Man hat ja noch niemals versucht, den Krieg ernsthaft zu bekämpfen. Man hat ja noch niemals alle Schulen und alle Kirchen, alle Kinos und alle Zeitungen für die Propaganda des Krieges gesperrt. Man weiß also gar nicht, wie eine Generation aussähe, die in der Luft eines gesunden und kampfesfreudigen, aber kriegablehnenden Pazifismus aufgewachsen ist. Das weiß man nicht. Man kennt nur staatlich verhetzte Jugend. Du bist ihre Frucht; du bist einer von ihnen – so, wie dein fliegender Mörder einer von ihnen gewesen ist.

Darf ich deinen Kopf weicher betten? Oh, du bist schon tot. Ruhe in Frieden. Es ist der einzige, den sie dir gelassen haben.



Der Sadist der Landwehr
Erschienen 1914 im „Vorwärts“;
drei Wochen vor Kriegsbeginn

Wenn die alten Herren kriegswütig werden, das ist von je eine possierliche Sache gewesen. Der Bart sträubt sich, die Äuglein blitzen, und da soll doch auf den Erbfeind gleich ein Hämorrhoidonnerwetter herunterfahren! „Weil wir nicht kriegsbereit sind!“

So heißt eine kleine Broschüre, die ein Medizinalrat und Stabsarzt der Landwehr außer Diensten geschrieben hat. Ich denke, daß Name und Verlag nichts zur Sache tun, denn ich möchte nicht, daß jemand für das Heftchen Geld ausgibt. Wenn der kleine Aufsatz wirklich, wie der Verfasser es nennt, ein Beitrag „zur Psychologie des Imperialismus“ ist, dann kann einem diese Geistesrichtung allerdings leid tun.

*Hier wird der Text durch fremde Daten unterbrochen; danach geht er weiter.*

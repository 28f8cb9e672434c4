//! RLWE and MLWE encryption
//!
//! Ring-LWE over R_Q = Z_Q[X]/(X^N + 1):
//! - the secret key s is a sparse ternary polynomial
//! - a ciphertext (a, b) encrypts m as b = m - a·s + e
//! - decryption is a·s + b
//!
//! Messages carry their own fixed-point scale (see [`crate::message`]), so
//! there is no plaintext modulus.
//!
//! MLWE ciphertexts ([`MLWECiphertext`]) are component slices of RLWE ones
//! and carry one vector per ciphertext.

mod enc;
mod galois;
mod mlwe;
mod types;

pub use enc::{decrypt, encrypt};
pub use galois::{
    apply_automorphism, automorphism_ciphertext, bit_reverse, inverse_galois_element,
    multiply_monomial,
};
pub use mlwe::{decrypt_mlwe, mlwe_secret, MLWECiphertext};
pub use types::{Ciphertext, SecretKey};
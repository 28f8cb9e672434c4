//! PIR query and response handling on the client
//!
//! The client encrypts one ciphertext per block of `B` entries. The block
//! holding the target carries `Δ · B⁻¹` at the target's coefficient, every
//! other block encrypts zero, so all requests for a given collection size
//! look alike.

use serde::{Deserialize, Serialize};

use crate::client::Client;
use crate::error::{validation_err, Result};
use crate::math::{ModQ, Polynomial};
use crate::params::PIR_SCALE;
use crate::rlwe::Ciphertext;

use super::payload::decode_block;

/// Entries per selection ciphertext for a collection of `count` entries.
pub fn block_size(count: usize, degree: usize) -> usize {
    count.max(1).next_power_of_two().min(degree)
}

/// Number of selection ciphertexts for `count` entries.
pub fn block_count(count: usize, degree: usize) -> usize {
    count.max(1).div_ceil(block_size(count, degree))
}

/// Encrypted one-hot selection over a collection.
#[derive(Clone, Debug, PartialEq, Serialize, Deserialize)]
pub struct PirQuery {
    /// One coefficient-domain ciphertext per block
    pub cts: Vec<Ciphertext>,
    /// Entries per block, a power of two
    pub block_size: usize,
}

/// Encrypted payload block returned by the server.
#[derive(Clone, Debug, PartialEq, Serialize, Deserialize)]
pub struct PirResponse {
    /// Coefficient-domain ciphertext of the selected payload digits
    pub ct: Ciphertext,
}

/// PIR.Query(index) → query
///
/// # Arguments
/// * `client` - client holding the secret key
/// * `index` - entry to fetch
/// * `count` - number of entries in the collection
pub fn build_query(client: &mut Client, index: usize, count: usize) -> Result<PirQuery> {
    if index >= count {
        return Err(validation_err!(
            "index {} out of range for {} entries",
            index,
            count
        ));
    }
    let (degree, q) = (client.params().degree, client.params().q);
    let block = block_size(count, degree);
    let selected = ModQ::mul(
        (PIR_SCALE as u64) % q,
        ModQ::inv(block as u64, q),
        q,
    );

    let cts = (0..block_count(count, degree))
        .map(|b| {
            let mut pt = Polynomial::zero(degree, q);
            if b == index / block {
                pt.set_coeff(index % block, selected);
            }
            client.encrypt_polynomial(&pt)
        })
        .collect::<Result<Vec<_>>>()?;
    Ok(PirQuery {
        cts,
        block_size: block,
    })
}

/// PIR.Extract(response) → the selected block as stored
pub fn decode_response(client: &Client, response: &PirResponse) -> Result<Vec<u8>> {
    let digits = client.decrypt_owned(&response.ct, PIR_SCALE)?;
    Ok(decode_block(&digits))
}
//! evd-server: encrypted vector database server with HTTP API
//!
//! Holds collections in memory; every collection is created by a client
//! uploading its evaluation keys.

use std::fs;
use std::path::PathBuf;
use std::sync::Arc;

use clap::Parser;
use eyre::{Context, Result};
use tracing::info;
use tracing_subscriber::{EnvFilter, FmtSubscriber};

use evd::evd::{http, EvdService};
use evd::params::EvdParams;

#[derive(Parser)]
#[command(name = "evd-server")]
#[command(about = "Encrypted vector database server")]
#[command(version)]
struct Args {
    /// Server bind address
    #[arg(long, default_value = "0.0.0.0:3000", env = "EVD_BIND")]
    bind: String,

    /// Log filter, e.g. `info` or `evd=debug`; RUST_LOG wins when set
    #[arg(long, default_value = "info")]
    log_level: String,

    /// JSON parameter file; production parameters when absent
    #[arg(long)]
    params: Option<PathBuf>,
}

fn load_params(path: Option<&PathBuf>) -> Result<EvdParams> {
    let params = match path {
        Some(path) => {
            let text = fs::read_to_string(path)
                .with_context(|| format!("Failed to read {}", path.display()))?;
            serde_json::from_str(&text)
                .with_context(|| format!("Failed to parse {}", path.display()))?
        }
        None => EvdParams::production(),
    };
    params.validate().context("Invalid parameters")?;
    Ok(params)
}

#[tokio::main]
async fn main() -> Result<()> {
    let args = Args::parse();

    let filter = EnvFilter::try_from_default_env().unwrap_or_else(|_| EnvFilter::new(&args.log_level));
    let subscriber = FmtSubscriber::builder()
        .with_env_filter(filter)
        .with_target(false)
        .finish();
    tracing::subscriber::set_global_default(subscriber)?;

    info!("EVD server");
    let params = load_params(args.params.as_ref())?;
    info!(
        "Ring degree {}, Q = {}, P = {}",
        params.degree, params.q, params.p
    );

    let service = Arc::new(EvdService::new(params).context("Failed to start service")?);
    let app = http::router(service);

    info!("Starting server on {}", args.bind);
    let listener = tokio::net::TcpListener::bind(&args.bind)
        .await
        .with_context(|| format!("Failed to bind {}", args.bind))?;

    info!("Endpoints:");
    info!("  GET    /health                      - Health check");
    info!("  POST   /collections/setup           - Register a collection / upload keys");
    info!("  POST   /collections/insert          - Append encrypted entries");
    info!("  POST   /collections/query           - Score an encrypted query");
    info!("  POST   /collections/query_ptxt      - Score a plaintext query");
    info!("  POST   /collections/retrieve        - Fetch a payload by index");
    info!("  POST   /collections/pir_retrieve    - Fetch a payload privately");
    info!("  DELETE /collections/:name           - Drop a collection");
    info!("  POST   /terminate                   - End a session");

    axum::serve(listener, app)
        .with_graceful_shutdown(shutdown_signal())
        .await?;
    Ok(())
}

async fn shutdown_signal() {
    if tokio::signal::ctrl_c().await.is_ok() {
        info!("Shutting down");
    }
}
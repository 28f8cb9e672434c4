//! Parameter sets for the EVD engine
//!
//! One ring degree N is shared by every collection. The per-collection MLWE
//! layout (rank and stack) is derived from the vector dimension.

use serde::{Deserialize, Serialize};

use crate::error::{validation_err, Result};

/// 54-bit NTT-friendly ciphertext modulus, Q ≡ 1 (mod 8192).
pub const EVD_Q: u64 = 18014398491918337;

/// 55-bit NTT-friendly special modulus used only inside key switching, P ≡ 1 (mod 8192).
pub const EVD_P: u64 = 36028797005856769;

/// Production ring degree.
pub const DEFAULT_DEGREE: usize = 4096;

/// Scale used for the one-hot PIR selector and the payload digits.
pub const PIR_SCALE: f64 = (1u64 << 40) as f64;

/// Payload bits carried by one plaintext coefficient of a PIR response.
pub const PIR_BITS_PER_COEFF: usize = 2;

/// Core cryptographic parameters
#[derive(Debug, Clone, PartialEq, Serialize, Deserialize)]
pub struct EvdParams {
    /// Ring degree N (power of two)
    pub degree: usize,

    /// Ciphertext modulus Q, must satisfy Q ≡ 1 (mod 2N)
    pub q: u64,

    /// Key-switching modulus P, must satisfy P ≡ 1 (mod 2N) and P > Q
    pub p: u64,

    /// Number of nonzero (±1) coefficients of the secret key
    pub hamming_weight: usize,

    /// Standard deviation for Gaussian error sampling
    pub sigma: f64,
}

impl EvdParams {
    /// Production parameters: N = 4096 over the 54/55-bit moduli pair.
    pub fn production() -> Self {
        Self {
            degree: DEFAULT_DEGREE,
            q: EVD_Q,
            p: EVD_P,
            hamming_weight: 2730,
            sigma: 3.2,
        }
    }

    /// Same moduli at a smaller degree, with the hamming weight scaled along.
    ///
    /// Intended for tests and local experiments.
    pub fn with_degree(degree: usize) -> Self {
        Self {
            degree,
            hamming_weight: (degree * 2 / 3).max(1),
            ..Self::production()
        }
    }

    /// log2 of the ring degree
    pub fn log_degree(&self) -> u32 {
        self.degree.trailing_zeros()
    }

    /// Largest payload (in bytes) that fits a single PIR block.
    ///
    /// Two bytes of every block are spent on the length prefix.
    pub fn max_payload_len(&self) -> usize {
        self.degree * PIR_BITS_PER_COEFF / 8 - 2
    }

    /// Check if parameters are valid
    pub fn validate(&self) -> Result<()> {
        if !self.degree.is_power_of_two() || self.degree < 4 {
            return Err(validation_err!(
                "degree must be a power of two >= 4, got {}",
                self.degree
            ));
        }
        let two_n = 2 * self.degree as u64;
        if self.q % two_n != 1 {
            return Err(validation_err!("q must be ≡ 1 (mod 2N) for NTT"));
        }
        if self.p % two_n != 1 {
            return Err(validation_err!("p must be ≡ 1 (mod 2N) for NTT"));
        }
        if self.p <= self.q {
            return Err(validation_err!("p must exceed q"));
        }
        if self.q >= 1 << 62 || self.p >= 1 << 62 {
            return Err(validation_err!("moduli must stay below 2^62"));
        }
        if self.hamming_weight == 0 || self.hamming_weight > self.degree {
            return Err(validation_err!(
                "hamming weight must be in 1..={}, got {}",
                self.degree,
                self.hamming_weight
            ));
        }
        if self.sigma.is_nan() || self.sigma <= 0.0 {
            return Err(validation_err!("sigma must be positive"));
        }
        Ok(())
    }
}

impl Default for EvdParams {
    fn default() -> Self {
        Self::production()
    }
}

/// MLWE layout of one collection.
///
/// A vector of dimension `dim` is packed into `rank = max(2, next_pow2(dim))`
/// coefficients of R_rank = Z_Q[Y]/(Y^rank + 1), and a degree-N ring element
/// splits into `stack = N / rank` such components via Y = X^stack.
#[derive(Debug, Clone, Copy, PartialEq, Eq, Serialize, Deserialize)]
pub struct RankLayout {
    /// log2 of the rank
    pub log_rank: u32,
    /// MLWE ring degree
    pub rank: usize,
    /// Number of rank-degree components of one degree-N element
    pub stack: usize,
}

impl RankLayout {
    /// Layout for an explicit log rank.
    pub fn from_log_rank(log_rank: u32, degree: usize) -> Result<Self> {
        let rank = 1usize
            .checked_shl(log_rank)
            .ok_or_else(|| validation_err!("log rank {} out of range", log_rank))?;
        if rank < 2 || rank > degree {
            return Err(validation_err!(
                "rank {} must lie in 2..={}",
                rank,
                degree
            ));
        }
        Ok(Self {
            log_rank,
            rank,
            stack: degree / rank,
        })
    }

    /// Smallest layout holding vectors of `dim` slots.
    pub fn for_dimension(dim: usize, degree: usize) -> Result<Self> {
        if dim == 0 || dim > degree {
            return Err(validation_err!(
                "dimension must lie in 1..={}, got {}",
                degree,
                dim
            ));
        }
        let rank = dim.next_power_of_two().max(2);
        Self::from_log_rank(rank.trailing_zeros(), degree)
    }
}

/// Fixed-point scales applied to queries and keys.
#[derive(Debug, Clone, Copy, PartialEq, Serialize, Deserialize)]
pub struct ScalePair {
    /// Scale of the query encoding
    pub query: f64,
    /// Scale of the key encoding
    pub key: f64,
}

impl ScalePair {
    /// Scale of a decrypted score.
    pub fn output(&self) -> f64 {
        self.query * self.key
    }
}

#[cfg(test)]
mod tests {
    use super::*;

    #[test]
    fn test_production_params_valid() {
        let params = EvdParams::production();
        assert!(params.validate().is_ok());
        assert_eq!(params.log_degree(), 12);
        assert_eq!(params.max_payload_len(), 1022);
    }

    #[test]
    fn test_small_degree_valid() {
        let params = EvdParams::with_degree(256);
        assert!(params.validate().is_ok());
        assert_eq!(params.hamming_weight, 170);
    }

    #[test]
    fn test_invalid_params_rejected() {
        let mut params = EvdParams::with_degree(256);
        params.degree = 300;
        assert!(params.validate().is_err());

        let mut params = EvdParams::with_degree(256);
        params.hamming_weight = 257;
        assert!(params.validate().is_err());

        let mut params = EvdParams::with_degree(256);
        params.q = 65537 * 3;
        assert!(params.validate().is_err());
    }

    #[test]
    fn test_rank_layout() {
        let layout = RankLayout::for_dimension(8, 256).unwrap();
        assert_eq!((layout.rank, layout.stack, layout.log_rank), (8, 32, 3));

        let layout = RankLayout::for_dimension(5, 256).unwrap();
        assert_eq!(layout.rank, 8);

        let layout = RankLayout::for_dimension(1, 256).unwrap();
        assert_eq!((layout.rank, layout.stack), (2, 128));

        let layout = RankLayout::for_dimension(256, 256).unwrap();
        assert_eq!(layout.stack, 1);

        assert!(RankLayout::for_dimension(0, 256).is_err());
        assert!(RankLayout::for_dimension(257, 256).is_err());
    }
}
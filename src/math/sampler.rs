//! Randomness for key generation and encryption

use rand::seq::index;
use rand::Rng;
use rand::SeedableRng;
use rand_chacha::ChaCha20Rng;

/// ChaCha20-backed sampler for masks, errors and secrets
pub struct Sampler {
    sigma: f64,
    rng: ChaCha20Rng,
}

impl Sampler {
    /// Create a sampler seeded from the operating system
    pub fn new(sigma: f64) -> Self {
        Self {
            sigma,
            rng: ChaCha20Rng::from_entropy(),
        }
    }

    /// Create a seeded sampler for reproducibility
    pub fn with_seed(sigma: f64, seed: u64) -> Self {
        Self {
            sigma,
            rng: ChaCha20Rng::seed_from_u64(seed),
        }
    }

    /// Sample from discrete Gaussian using Box-Muller transform
    pub fn gaussian(&mut self) -> i64 {
        let u1: f64 = self.rng.gen_range(f64::MIN_POSITIVE..1.0);
        let u2: f64 = self.rng.gen_range(0.0..1.0);

        let z = (-2.0 * u1.ln()).sqrt() * (2.0 * std::f64::consts::PI * u2).cos();
        (z * self.sigma).round() as i64
    }

    /// n discrete Gaussian values as signed integers
    pub fn gaussian_vec(&mut self, n: usize) -> Vec<i64> {
        (0..n).map(|_| self.gaussian()).collect()
    }

    /// n values uniform in [0, q)
    pub fn uniform_vec(&mut self, n: usize, q: u64) -> Vec<u64> {
        (0..n).map(|_| self.rng.gen_range(0..q)).collect()
    }

    /// Ternary vector with exactly `weight` entries in {-1, +1}
    pub fn sparse_ternary(&mut self, n: usize, weight: usize) -> Vec<i64> {
        let mut out = vec![0i64; n];
        for pos in index::sample(&mut self.rng, n, weight.min(n)) {
            out[pos] = if self.rng.gen::<bool>() { 1 } else { -1 };
        }
        out
    }

    /// Fresh 32 bytes, used for symmetric key material
    pub fn bytes32(&mut self) -> [u8; 32] {
        self.rng.gen()
    }

    /// Get the standard deviation
    pub fn sigma(&self) -> f64 {
        self.sigma
    }
}

#[cfg(test)]
mod tests {
    use super::*;

    #[test]
    fn test_seeded_is_reproducible() {
        let mut a = Sampler::with_seed(3.2, 7);
        let mut b = Sampler::with_seed(3.2, 7);
        assert_eq!(a.gaussian_vec(64), b.gaussian_vec(64));
        assert_eq!(a.uniform_vec(8, 97), b.uniform_vec(8, 97));
    }

    #[test]
    fn test_gaussian_is_small() {
        let mut sampler = Sampler::with_seed(3.2, 1);
        let samples = sampler.gaussian_vec(4096);
        assert!(samples.iter().all(|s| s.abs() < 40));
        let mean = samples.iter().sum::<i64>() as f64 / samples.len() as f64;
        assert!(mean.abs() < 0.5);
    }

    #[test]
    fn test_sparse_ternary_weight() {
        let mut sampler = Sampler::with_seed(3.2, 2);
        let s = sampler.sparse_ternary(256, 170);
        assert_eq!(s.iter().filter(|&&c| c != 0).count(), 170);
        assert!(s.iter().all(|&c| (-1..=1).contains(&c)));
    }
}
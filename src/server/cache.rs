//! Server-side precomputed state
//!
//! Both caches hold one NTT-domain entry per Galois element `g = 2i + 1` of
//! R_rank, in order of `i`.

use serde::{Deserialize, Serialize};

use crate::math::Polynomial;
use crate::rlwe::Ciphertext;

/// One query, rotated by every Galois element and packed into degree N.
#[derive(Clone, Debug, PartialEq, Serialize, Deserialize)]
pub enum CachedQuery {
    /// Query arrived encrypted
    Encrypted(Vec<Ciphertext>),
    /// Query arrived in plaintext
    Plain(Vec<Polynomial>),
}

impl CachedQuery {
    /// Number of rotations, equal to the rank it was cached for
    pub fn rank(&self) -> usize {
        match self {
            Self::Encrypted(cts) => cts.len(),
            Self::Plain(polys) => polys.len(),
        }
    }

    /// True if the query was cached from an encrypted vector
    pub fn is_encrypted(&self) -> bool {
        matches!(self, Self::Encrypted(_))
    }
}

/// One block of up to N key vectors, packed per Galois element.
#[derive(Clone, Debug, PartialEq, Serialize, Deserialize)]
pub struct CachedKeys {
    /// Packed ciphertexts, one per Galois element
    pub cts: Vec<Ciphertext>,
    /// Number of real keys in the block; the rest are zero
    pub count: usize,
}

impl CachedKeys {
    /// Number of rotations, equal to the rank it was cached for
    pub fn rank(&self) -> usize {
        self.cts.len()
    }
}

Dieser Stabsarzt hat wohl nie in seinem Leben den mordenden


Empfohlene Zitierweise:
Kurt Tucholsky: Lerne lachen ohne zu weinen. Ernst Rowohlt, Berlin 1932, Seite 129. Digitale Volltext-Ausgabe bei Wikisource, URL: https://de.wikisource.org/w/index.php?title=Seite:Lerne_lachen_ohne_zu_weinen_129.jpg&oldid=- (Version vom 1.8.2018)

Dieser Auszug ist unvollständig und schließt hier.